Copy all lines holding the word "before" from the entries.

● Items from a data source
────────────────────

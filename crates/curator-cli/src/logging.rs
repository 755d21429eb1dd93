//! Diagnostic logging on stderr
//!
//! `RUST_LOG` takes precedence; otherwise only warnings are shown, or
//! everything from `debug` up with `--debug`.

use tracing::metadata::Level;
use tracing_subscriber::EnvFilter;

pub fn setup_logging(debug: bool) {
    let default_level = if debug { Level::DEBUG } else { Level::WARN };
    let default_filter = EnvFilter::builder()
        .with_default_directive(default_level.into())
        .parse_lossy("");

    let env_filter = match std::env::var("RUST_LOG") {
        Ok(directive) if !directive.trim().is_empty() => {
            match EnvFilter::builder().parse(&directive) {
                Ok(filter) => filter,
                Err(err) => {
                    eprintln!("invalid log filter: {err}");
                    eprintln!("falling back to default logging");
                    default_filter
                }
            }
        }
        _ => default_filter,
    };

    let use_color = std::io::IsTerminal::is_terminal(&std::io::stderr());
    let result = tracing_subscriber::fmt()
        .compact()
        .without_time()
        .with_ansi(use_color)
        .with_target(debug)
        .with_env_filter(env_filter)
        .with_writer(std::io::stderr)
        .try_init();

    if let Err(err) = result {
        eprintln!("failed to set up logging: {err}");
    }
}
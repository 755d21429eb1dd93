//! Global configuration shared by every subcommand

use clap::Args;
use curator_client::{ChartInfo, Client, Context};
use std::time::Duration;

use crate::error::{CliError, Result};

/// Global options, each also readable from the environment
#[derive(Args, Debug, Clone, Default)]
pub struct GlobalArgs {
    /// ChartMuseum API base URL
    #[arg(short, long, env = "CHARTMUSEUM_SERVER", global = true, value_name = "URL")]
    pub server: Option<String>,

    /// ChartMuseum organisation
    #[arg(short, long, env = "CHARTMUSEUM_ORG", global = true)]
    pub org: Option<String>,

    /// ChartMuseum repository
    #[arg(short, long, env = "CHARTMUSEUM_REPO", global = true)]
    pub repo: Option<String>,

    /// Give up on the server after this many seconds (no limit by default)
    #[arg(long, env = "CHARTMUSEUM_TIMEOUT", global = true, value_name = "SECONDS")]
    pub timeout: Option<u64>,
}

impl GlobalArgs {
    /// Context for the operation, with a deadline when `--timeout` is set
    pub fn context(&self) -> Context {
        match self.timeout {
            Some(secs) => Context::with_timeout(Duration::from_secs(secs)),
            None => Context::background(),
        }
    }
}

/// Validated configuration with a ready client
#[derive(Debug, Clone)]
pub struct Config {
    pub server: String,
    pub org: Option<String>,
    pub repo: Option<String>,
    pub client: Client,
}

impl Config {
    /// Chart identity in the configured namespace
    pub fn chart_info(&self, name: &str, version: &str) -> ChartInfo {
        ChartInfo::new(name, version)
            .with_org(self.org.clone())
            .with_repo(self.repo.clone())
    }
}

fn non_empty(value: &Option<String>) -> Option<String> {
    value
        .as_deref()
        .map(str::trim)
        .filter(|v| !v.is_empty())
        .map(str::to_string)
}

/// Validate the global options and build the API client
pub fn init_config(args: &GlobalArgs) -> Result<Config> {
    let server = non_empty(&args.server).unwrap_or_default();
    let org = non_empty(&args.org);
    let repo = non_empty(&args.repo);

    if org.is_some() && repo.is_none() {
        return Err(CliError::config_with_help(
            "Repo required if Org is set",
            "Pass --repo or set CHARTMUSEUM_REPO",
        ));
    }

    let client = Client::new(&server, None).map_err(|e| {
        CliError::config(format!(
            "Could not create ChartMuseum client (server: {:?}): {}",
            server, e
        ))
    })?;
    tracing::debug!("using ChartMuseum API at {}", client.base_url());

    Ok(Config {
        server,
        org,
        repo,
        client,
    })
}
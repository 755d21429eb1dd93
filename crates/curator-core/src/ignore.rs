//! `.helmignore` support
//!
//! Rules use gitignore syntax and are matched relative to the chart root.
//! Helm's defaults are applied before the chart's own `.helmignore`, so a
//! chart can re-include them with `!`.

use ignore::gitignore::{Gitignore, GitignoreBuilder};
use std::path::Path;

use crate::error::{CoreError, Result};

/// Name of the ignore file inside a chart directory
pub const IGNORE_FILE: &str = ".helmignore";

/// Rules that always apply, before the chart's own `.helmignore`
const DEFAULT_RULES: &[&str] = &[".git/", "templates/.?*"];

/// Parsed ignore rules for a chart directory
#[derive(Debug, Clone)]
pub struct IgnoreRules {
    matcher: Gitignore,
}

impl IgnoreRules {
    /// Build the rule set for `root`: defaults plus `root/.helmignore` if present
    pub fn load(root: &Path) -> Result<Self> {
        let mut builder = GitignoreBuilder::new(root);
        add_lines(&mut builder, DEFAULT_RULES.iter().copied())?;

        let path = root.join(IGNORE_FILE);
        if path.is_file() {
            let content = std::fs::read_to_string(&path)?;
            add_lines(&mut builder, content.lines())?;
        }
        build(&builder)
    }

    /// Parse rules from the content of an ignore file, without the defaults
    pub fn parse(content: &str) -> Result<Self> {
        let mut builder = GitignoreBuilder::new("");
        add_lines(&mut builder, content.lines())?;
        build(&builder)
    }

    /// Whether a path relative to the chart root should be left out
    pub fn is_ignored(&self, rel: &Path, is_dir: bool) -> bool {
        self.matcher.matched(rel, is_dir).is_ignore()
    }
}

fn add_lines<'a>(
    builder: &mut GitignoreBuilder,
    lines: impl IntoIterator<Item = &'a str>,
) -> Result<()> {
    for line in lines {
        let line = line.trim();
        if line.is_empty() || line.starts_with('#') {
            continue;
        }
        builder
            .add_line(None, line)
            .map_err(|e| CoreError::InvalidIgnorePattern {
                pattern: line.to_string(),
                message: e.to_string(),
            })?;
    }
    Ok(())
}

fn build(builder: &GitignoreBuilder) -> Result<IgnoreRules> {
    let matcher = builder
        .build()
        .map_err(|e| CoreError::InvalidIgnorePattern {
            pattern: IGNORE_FILE.to_string(),
            message: e.to_string(),
        })?;
    Ok(IgnoreRules { matcher })
}
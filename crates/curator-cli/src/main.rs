//! Curator CLI - push and delete charts on a ChartMuseum server

use clap::{CommandFactory, Parser, Subcommand};
use std::path::PathBuf;
use std::process::ExitCode;

mod commands;
mod config;
mod error;
mod logging;

use config::{GlobalArgs, init_config};
use error::CliError;

#[derive(Parser)]
#[command(name = "curator")]
#[command(author = "Curator Contributors")]
#[command(version)]
#[command(about = "ChartMuseum CLI", long_about = None)]
#[command(propagate_version = true)]
struct Cli {
    #[command(subcommand)]
    command: Commands,

    #[command(flatten)]
    global: GlobalArgs,

    /// Enable debug output
    #[arg(long, global = true)]
    debug: bool,
}

#[derive(Subcommand)]
enum Commands {
    /// Push chart-dir to server
    Push {
        /// Chart directory to package and upload
        chart_dir: PathBuf,
    },

    /// Delete chart from server
    Delete {
        /// Chart name
        chart_name: String,

        /// Chart version
        #[arg(value_name = "VERSION")]
        chart_version: String,
    },

    /// Check that the server is healthy
    Health,
}

impl Commands {
    fn name(&self) -> &'static str {
        match self {
            Commands::Push { .. } => "push",
            Commands::Delete { .. } => "delete",
            Commands::Health => "health",
        }
    }
}

async fn run(cli: Cli) -> error::Result<()> {
    let config = init_config(&cli.global)?;
    let ctx = cli.global.context();

    match &cli.command {
        Commands::Push { chart_dir } => commands::push::run(&ctx, &config, chart_dir).await,
        Commands::Delete {
            chart_name,
            chart_version,
        } => commands::delete::run(&ctx, &config, chart_name, chart_version).await,
        Commands::Health => commands::health::run(&ctx, &config).await,
    }
}

fn print_subcommand_help(name: &str) {
    let mut command = Cli::command();
    command.build();
    if let Some(subcommand) = command.find_subcommand_mut(name) {
        if let Err(err) = subcommand.print_help() {
            tracing::debug!("failed printing {} usage: {}", name, err);
        }
    }
}

fn report(err: CliError, subcommand: &str) {
    let shows_usage = err.shows_usage();
    eprintln!("{:?}", miette::Report::new(err));
    if shows_usage {
        print_subcommand_help(subcommand);
    }
}

// Failures are reported on the console; the exit status stays 0.
#[tokio::main]
async fn main() -> ExitCode {
    miette::set_panic_hook();

    let cli = match Cli::try_parse() {
        Ok(cli) => cli,
        Err(err) => {
            let _ = err.print();
            return ExitCode::SUCCESS;
        }
    };

    logging::setup_logging(cli.debug);

    let subcommand = cli.command.name();
    if let Err(err) = run(cli).await {
        tracing::debug!("{} failed: {:?}", subcommand, err);
        report(err, subcommand);
    }

    ExitCode::SUCCESS
}
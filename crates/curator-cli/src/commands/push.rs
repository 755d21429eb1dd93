//! Push command - package a chart directory and upload it

use console::style;
use curator_client::{Context, Response};
use curator_core::{ChartMetadata, LoadedChart, create_archive, validate_chart_dir};
use std::path::Path;

use crate::config::Config;
use crate::error::{CliError, Result};

pub async fn run(ctx: &Context, config: &Config, chart_dir: &Path) -> Result<()> {
    let shown = chart_dir.display().to_string();

    let metadata = validate_chart_dir(chart_dir)
        .map_err(|e| CliError::chart(format!("Error validating chart path: {:?}", shown), e))?;

    match package_and_upload(ctx, config, chart_dir, metadata).await {
        Err(err) => println!("Error while processing {:?}: {}", shown, err),
        Ok(response) if response.saved() => println!(
            "{} {:?} to {:?}",
            style("Successfully uploaded").green().bold(),
            shown,
            config.server
        ),
        Ok(response) => println!(
            "Unexpected ChartMuseum response (Message = {:?})",
            response.message()
        ),
    }

    Ok(())
}

/// Package `chart_dir` into a temporary archive and upload it
///
/// `metadata` is the already validated `Chart.yaml`. The temporary directory
/// is removed when this returns, whatever the outcome.
pub async fn package_and_upload(
    ctx: &Context,
    config: &Config,
    chart_dir: &Path,
    metadata: ChartMetadata,
) -> Result<Response> {
    let tmp = tempfile::Builder::new()
        .prefix("curator-")
        .tempdir()
        .map_err(|e| CliError::io("Error while preparing temp Dir", e))?;

    let chart = LoadedChart::with_metadata(chart_dir, metadata).map_err(|e| {
        CliError::chart(
            format!("Error while loading Chart directory: {:?}", chart_dir.display().to_string()),
            e,
        )
    })?;

    let archive = create_archive(&chart, tmp.path()).map_err(|e| {
        CliError::chart(
            format!("Error while packaging Chart: {:?}", chart_dir.display().to_string()),
            e,
        )
    })?;

    let file = tokio::fs::File::open(&archive).await.map_err(|e| {
        CliError::io(
            format!(
                "Error while opening generated Chart package: {:?}",
                archive.display().to_string()
            ),
            e,
        )
    })?;

    let info = config.chart_info(chart.name(), chart.version());
    tracing::debug!("uploading {} from {}", info, archive.display());

    let response = config.client.charts().upload(ctx, &info, file).await?;
    Ok(response)
}

#[cfg(test)]
mod tests {
    use super::*;
    use crate::config::{GlobalArgs, init_config};
    use wiremock::matchers::{method, path};
    use wiremock::{Mock, MockServer, ResponseTemplate};

    fn write_chart(dir: &Path) {
        std::fs::write(dir.join("Chart.yaml"), "apiVersion: v2\nname: demo\nversion: 1.0.0\n")
            .unwrap();
        std::fs::write(dir.join("values.yaml"), "replicaCount: 1\n").unwrap();
    }

    fn config_for(server: &MockServer, org: Option<&str>, repo: Option<&str>) -> Config {
        init_config(&GlobalArgs {
            server: Some(server.uri()),
            org: org.map(str::to_string),
            repo: repo.map(str::to_string),
            timeout: None,
        })
        .unwrap()
    }

    async fn push_dir(config: &Config, dir: &Path) -> Result<Response> {
        let metadata = validate_chart_dir(dir).unwrap();
        package_and_upload(&Context::background(), config, dir, metadata).await
    }

    #[tokio::test]
    async fn test_package_and_upload_root_scope() {
        let server = MockServer::start().await;
        Mock::given(method("POST"))
            .and(path("/api/charts"))
            .respond_with(ResponseTemplate::new(201).set_body_string(r#"{"saved":true}"#))
            .expect(1)
            .mount(&server)
            .await;

        let chart_dir = tempfile::TempDir::new().unwrap();
        write_chart(chart_dir.path());
        let config = config_for(&server, None, None);

        let response = push_dir(&config, chart_dir.path()).await.unwrap();
        assert!(response.saved());

        let requests = server.received_requests().await.unwrap();
        assert_eq!(&requests[0].body[..2], &[0x1f, 0x8b]);
        assert_eq!(
            requests[0].headers.get("content-type").unwrap(),
            "application/x-gzip"
        );
    }

    #[tokio::test]
    async fn test_package_and_upload_repo_scope() {
        let server = MockServer::start().await;
        Mock::given(method("POST"))
            .and(path("/api/stable/charts"))
            .respond_with(ResponseTemplate::new(201).set_body_string(r#"{"saved":true}"#))
            .expect(1)
            .mount(&server)
            .await;

        let chart_dir = tempfile::TempDir::new().unwrap();
        write_chart(chart_dir.path());
        let config = config_for(&server, None, Some("stable"));

        let response = push_dir(&config, chart_dir.path()).await.unwrap();
        assert!(response.saved());
    }

    #[tokio::test]
    async fn test_package_and_upload_server_error() {
        let server = MockServer::start().await;
        Mock::given(method("POST"))
            .respond_with(ResponseTemplate::new(500).set_body_string(r#"{"error":"disk full"}"#))
            .mount(&server)
            .await;

        let chart_dir = tempfile::TempDir::new().unwrap();
        write_chart(chart_dir.path());
        let config = config_for(&server, None, None);

        let err = push_dir(&config, chart_dir.path()).await.unwrap_err();
        assert!(matches!(err, CliError::Api { .. }));
        assert!(err.to_string().contains("disk full"));
    }

    #[tokio::test]
    async fn test_package_and_upload_broken_chart() {
        let server = MockServer::start().await;
        let chart_dir = tempfile::TempDir::new().unwrap();
        write_chart(chart_dir.path());
        std::fs::write(chart_dir.path().join(".helmignore"), "[\n").unwrap();
        let config = config_for(&server, None, None);

        let err = push_dir(&config, chart_dir.path()).await.unwrap_err();
        assert!(matches!(err, CliError::Chart { .. }));
        assert!(err.to_string().starts_with("Error while loading Chart directory"));
        assert!(server.received_requests().await.unwrap().is_empty());
    }
}
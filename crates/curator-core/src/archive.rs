//! Chart packaging
//!
//! Produces the `.tgz` layout chart repositories expect: every entry lives
//! under a top-level directory named after the chart.

use flate2::Compression;
use flate2::write::GzEncoder;
use std::fs::File;
use std::io::Write;
use std::path::{Path, PathBuf};
use tar::{Builder, Header};

use crate::chart::LoadedChart;
use crate::error::{CoreError, Result};

/// Package a loaded chart into `dest_dir`
///
/// Returns the path of the created `{name}-{version}.tgz`.
pub fn create_archive(chart: &LoadedChart, dest_dir: &Path) -> Result<PathBuf> {
    if !dest_dir.is_dir() {
        return Err(CoreError::Archive {
            message: format!("destination {} is not a directory", dest_dir.display()),
        });
    }

    let output = dest_dir.join(default_archive_name(chart));
    let file = File::create(&output)?;
    let encoder = GzEncoder::new(file, Compression::default());
    let mut builder = Builder::new(encoder);

    for rel in &chart.files {
        let entry_name = archive_entry_name(chart.name(), rel);
        let content = std::fs::read(chart.root.join(rel))?;
        add_bytes_to_archive(&mut builder, &entry_name, &content)?;
    }

    let encoder = builder.into_inner()?;
    let mut file = encoder.finish()?;
    file.flush()?;

    tracing::debug!(
        "packaged {} files from {} into {}",
        chart.files.len(),
        chart.root.display(),
        output.display()
    );

    Ok(output)
}

/// Generate the archive filename for a chart
#[must_use]
pub fn default_archive_name(chart: &LoadedChart) -> String {
    format!("{}-{}.tgz", chart.name(), chart.version())
}

fn archive_entry_name(chart_name: &str, rel: &Path) -> String {
    let rel = rel
        .components()
        .map(|c| c.as_os_str().to_string_lossy())
        .collect::<Vec<_>>()
        .join("/");
    format!("{}/{}", chart_name, rel)
}

/// Add bytes to a tar archive with a given path
fn add_bytes_to_archive<W: Write>(
    builder: &mut Builder<W>,
    archive_path: &str,
    content: &[u8],
) -> Result<()> {
    let mut header = Header::new_gnu();
    header.set_size(content.len() as u64);
    header.set_mode(0o644);
    header.set_mtime(0);
    header.set_cksum();

    builder.append_data(&mut header, archive_path, content)?;

    Ok(())
}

────────────────────

● OUTPUT FOR THIS EXERCISE
//! Helm's defaults are applied before the chart's own `.helmignore`, so a
/// Rules that always apply, before the chart's own `.helmignore`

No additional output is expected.